Truth about Planet X is pure science fiction

It was an elusive planet that for 200 years appeared to explain Uranus'wobbly orbit. And there was the sister sun theorised to be near our solar system that caused asteroids to swerve towards earth.

AFP

It was an elusive planet that for 200 years appeared to explain Uranus'wobbly orbit. And there was the sister sun theorised to be near our solar system that caused asteroids to swerve towards earth.

There is just one problem: neither "Planet X" nor "Nemesis" ever existed, researchers now say. Or probably not.

"The outer solar system probably does not contain a large gas giant planet [Planet X], or a small, companion star [Nemesis]," said University of Pennsylvania astronomer Kevin Luhman, who directed the study using Nasa's Wide-field Infrared Survey Explorer (WISE) telescope. The results were published in .

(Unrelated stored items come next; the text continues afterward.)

// Registration-time ambiguity analysis

use crate::error::SyntaxConflict;
use crate::syntax::Syntax;
use std::sync::Arc;

/// Pairwise static check over the syntaxes of one command
///
/// Two syntaxes are ambiguous when they need the same number of tokens and
/// no position holds two literals with different text. Value ranges are not
/// considered, so two integer arguments with disjoint bounds still conflict.
pub struct AmbiguityChecker<'a, S> {
    syntaxes: &'a [Arc<Syntax<S>>],
}

impl<'a, S> AmbiguityChecker<'a, S> {
    pub fn of(syntaxes: &'a [Arc<Syntax<S>>]) -> Self {
        Self { syntaxes }
    }

    /// Every conflicting pair, in registration order
    pub fn find_ambiguity(&self) -> Vec<SyntaxConflict> {
        let mut conflicts = Vec::new();

        for (i, first) in self.syntaxes.iter().enumerate() {
            for (j, second) in self.syntaxes.iter().enumerate().skip(i + 1) {
                if Self::ambiguous(first, second) {
                    conflicts.push(SyntaxConflict {
                        first_index: i,
                        second_index: j,
                        first_usage: first.usage(),
                        second_usage: second.usage(),
                    });
                }
            }
        }

        conflicts
    }

    /// Symmetric pairwise test
    pub fn ambiguous(first: &Syntax<S>, second: &Syntax<S>) -> bool {
        if first.required_length() != second.required_length() {
            return false;
        }

        let distinguishable = first
            .arguments()
            .iter()
            .zip(second.arguments())
            .any(|(a, b)| a.is_literal() && b.is_literal() && !a.id().eq_ignore_ascii_case(b.id()));

        !distinguishable
    }
}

Most theories had estimated Planet X to be up to four times the size of Jupiter - the biggest planet in our solar system. They suggested it would be found some 1,486 billion kilometres from the sun, or about 10,000 times farther than earth's orbit.

But the images gathered by the telescope did not detect any object larger than Jupiter.

Luhman does not rule out the possibility that a planet is lurking somewhere in the asteroid belt. It would be hard to find if it were closely aligned with a bright star that blinds the telescope or was much smaller than theorised.

But after this latest survey, Luhman said the odds of finding one were very unlikely: "That is like a one in a hundred chance."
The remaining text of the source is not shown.